= ABOUT THIS TASK =
Your task is to quote the records from their first line through the line containing "pub const PREFERRED_DIVS: [(f64, u32, u32);", with nothing added or left out.

START GIVEN DATA

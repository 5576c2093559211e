//! Picks a readable bar maximum and a matching division scheme.
//!
//! Naively scaling the axis gives bars such as "37.42 km". Instead the implied
//! maximum is normalized to a mantissa in `(1.5, 15]` and snapped to the
//! nearest entry of a cartographic table of preferred values, each pre-paired
//! with a balanced `(major_div, minor_div)` scheme.

use ordered_float::OrderedFloat;
use serde::Serialize;
use smallvec::SmallVec;
use tracing::debug;

use crate::diagnostics::{Diagnostics, ScaleBarWarning};

/// Preferred bar maxima (before scaling by a power of ten) and their divisions.
pub const PREFERRED_DIVS: [(f64, u32, u32); 10] = [
    (2.0, 4, 2),
    (2.5, 5, 1),
    (3.0, 3, 3),
    (4.0, 4, 2),
    (5.0, 5, 1),
    (6.0, 3, 2),
    (7.0, 2, 1),
    (8.0, 4, 2),
    (9.0, 3, 3),
    (10.0, 5, 2),
];

/// Default bar length as a fraction of the axis.
pub const DEFAULT_LENGTH_FRACTION: f64 = 0.25;

/// Above this share of the axis a bar is reported as too long.
const TOO_LONG_FRACTION: f64 = 0.9;

const MAX_MAGNITUDE: i32 = 22;

/// User-supplied length constraints, all optional.
#[derive(Debug, Clone, Copy, Default, PartialEq)]
pub struct LengthRequest {
    pub max: Option<f64>,
    /// Inches, or a fraction of the axis when below 1.
    pub length: Option<f64>,
    pub major_mult: Option<f64>,
    pub major_div: Option<u32>,
}

/// Outcome of the optimizer before any explicit `minor_div` override.
#[derive(Debug, Clone, Copy, PartialEq)]
pub struct BarLength {
    pub bar_max: f64,
    pub bar_length_in: f64,
    pub major_div: u32,
    pub minor_div: u32,
}

/// Derives `(bar_max, bar_length, major_div, minor_div)` from the request.
///
/// Conflicting inputs are resolved by a fixed precedence and reported as
/// warnings. Returns `None` when no combination of the inputs yields a length.
pub fn optimize_bar_length(
    request: LengthRequest,
    axis_inches: f64,
    axis_range: f64,
    pass_through: Option<&str>,
    diagnostics: &mut Diagnostics,
) -> Option<BarLength> {
    let LengthRequest {
        max,
        mut length,
        major_mult,
        mut major_div,
    } = request;

    if length.is_some() && max.is_some() {
        diagnostics.warn(ScaleBarWarning::LengthIgnoredForMax);
    } else if (max.is_some() || length.is_some()) && major_mult.is_some() {
        diagnostics.warn(ScaleBarWarning::MajorMultIgnored);
    } else if length.is_some() && major_div.is_some() {
        diagnostics.warn(ScaleBarWarning::MajorDivIgnoredForLength);
    } else if let Some(requested) = length.filter(|requested| *requested > axis_inches) {
        diagnostics.warn(ScaleBarWarning::LengthExceedsAxis {
            length: requested,
            axis_inches,
        });
        length = Some(DEFAULT_LENGTH_FRACTION);
    } else if let (Some(projection), Some(_)) = (pass_through, length) {
        diagnostics.warn(ScaleBarWarning::LengthWithPassThrough {
            projection: projection.to_owned(),
        });
    } else if major_mult.is_some() && major_div.is_none() {
        diagnostics.warn(ScaleBarWarning::MajorMultWithoutMajorDiv);
        length = Some(DEFAULT_LENGTH_FRACTION);
    } else if max.is_none() && length.is_none() && major_mult.is_none() && major_div.is_some() {
        diagnostics.warn(ScaleBarWarning::MajorDivWithoutMultiplier);
        major_div = None;
    }

    if max.is_none() && length.is_none() && major_mult.is_none() && major_div.is_none() {
        length = Some(DEFAULT_LENGTH_FRACTION);
    }

    let result = if let Some(bar_max) = max {
        let major_div = major_div.unwrap_or_else(|| infer_major_div(bar_max));
        BarLength {
            bar_max,
            bar_length_in: axis_inches * (bar_max / axis_range),
            major_div,
            minor_div: minor_div_for(major_div),
        }
    } else if let Some(length) = length {
        let length_in = if length < 1.0 {
            axis_inches * length
        } else {
            length
        };
        let implied_max = axis_range * (length_in / axis_inches);
        let (bar_max, major_div, minor_div) = round_to_preferred(implied_max);
        BarLength {
            bar_max,
            bar_length_in: axis_inches * (bar_max / axis_range),
            major_div,
            minor_div,
        }
    } else if let (Some(major_mult), Some(major_div)) = (major_mult, major_div) {
        let bar_max = major_mult * f64::from(major_div);
        BarLength {
            bar_max,
            bar_length_in: axis_inches * (bar_max / axis_range),
            major_div,
            minor_div: minor_div_for(major_div),
        }
    } else {
        diagnostics.warn(ScaleBarWarning::LengthUnresolved);
        return None;
    };

    if result.bar_length_in / axis_inches > TOO_LONG_FRACTION
        || result.bar_max > axis_range * TOO_LONG_FRACTION
    {
        diagnostics.warn(ScaleBarWarning::BarTooLong {
            bar_max: result.bar_max,
            axis_range,
        });
    }

    debug!(
        bar_max = result.bar_max,
        bar_length_in = result.bar_length_in,
        major_div = result.major_div,
        minor_div = result.minor_div,
        "optimized bar length"
    );
    Some(result)
}

/// Largest of 3, 2, 1 that divides `bar_max` evenly.
#[must_use]
pub fn infer_major_div(bar_max: f64) -> u32 {
    if bar_max % 3.0 == 0.0 {
        3
    } else if bar_max % 2.0 == 0.0 {
        2
    } else {
        1
    }
}

/// Even major counts get two minor divisions, odd counts none.
#[must_use]
pub const fn minor_div_for(major_div: u32) -> u32 {
    if major_div % 2 == 0 { 2 } else { 1 }
}

/// Power of ten `k` such that `value / 10^k` lies in `(1.5, 15]`.
#[must_use]
pub fn magnitude(value: f64) -> i32 {
    if !value.is_finite() || value <= 0.0 {
        return 0;
    }
    let mut mag = (value / 15.0).log10().ceil() as i32;
    mag = mag.clamp(-MAX_MAGNITUDE, MAX_MAGNITUDE);
    // log10 can land one step off near exact powers of ten.
    if value / 10f64.powi(mag) > 15.0 {
        mag += 1;
    } else if value / 10f64.powi(mag - 1) <= 15.0 {
        mag -= 1;
    }
    mag
}

/// Snaps `value` to the nearest preferred maximum, keeping its magnitude.
///
/// Returns the rounded maximum and the paired `(major_div, minor_div)`.
#[must_use]
pub fn round_to_preferred(value: f64) -> (f64, u32, u32) {
    let mag = magnitude(value);
    let scale = 10f64.powi(mag);
    let mantissa = value / scale;

    let mut ranked: SmallVec<[(OrderedFloat<f64>, OrderedFloat<f64>, u32, u32); 10]> =
        PREFERRED_DIVS
            .iter()
            .map(|&(preferred, major, minor)| {
                (
                    OrderedFloat((preferred - mantissa).abs()),
                    OrderedFloat(preferred),
                    major,
                    minor,
                )
            })
            .collect();
    ranked.sort();

    let (_, best, major_div, minor_div) = ranked[0];
    (best.0 * scale, major_div, minor_div)
}

/// Geometry of one bar, recomputed on every draw.
#[derive(Debug, Clone, PartialEq, Serialize)]
pub struct BarConfig {
    pub bar_max: f64,
    pub bar_length_in: f64,
    pub major_div: u32,
    pub minor_div: u32,
    pub units_label: String,
}

impl BarConfig {
    /// Applies an explicit `minor_div`, which always wins over the computed one.
    #[must_use]
    pub fn new(length: BarLength, minor_div: Option<u32>, units_label: impl Into<String>) -> Self {
        Self {
            bar_max: length.bar_max,
            bar_length_in: length.bar_length_in,
            major_div: length.major_div,
            minor_div: minor_div.unwrap_or(length.minor_div),
            units_label: units_label.into(),
        }
    }

    /// Width of one major division in inches.
    #[must_use]
    pub fn major_width_in(&self) -> f64 {
        self.bar_length_in / f64::from(self.major_div.max(1))
    }
}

END GIVEN DATA

= COMPLETED EXERCISE =
repository 5576c2093559211e
//! Picks a readable bar maximum and a matching division scheme.
//!
//! Naively scaling the axis gives bars such as "37.42 km". Instead the implied
//! maximum is normalized to a mantissa in `(1.5, 15]` and snapped to the
//! nearest entry of a cartographic table of preferred values, each pre-paired
//! with a balanced `(major_div, minor_div)` scheme.

use ordered_float::OrderedFloat;
use serde::Serialize;
use smallvec::SmallVec;
use tracing::debug;

use crate::diagnostics::{Diagnostics, ScaleBarWarning};

/// Preferred bar maxima (before scaling by a power of ten) and their divisions.
pub const PREFERRED_DIVS: [(f64, u32, u32); 10] = [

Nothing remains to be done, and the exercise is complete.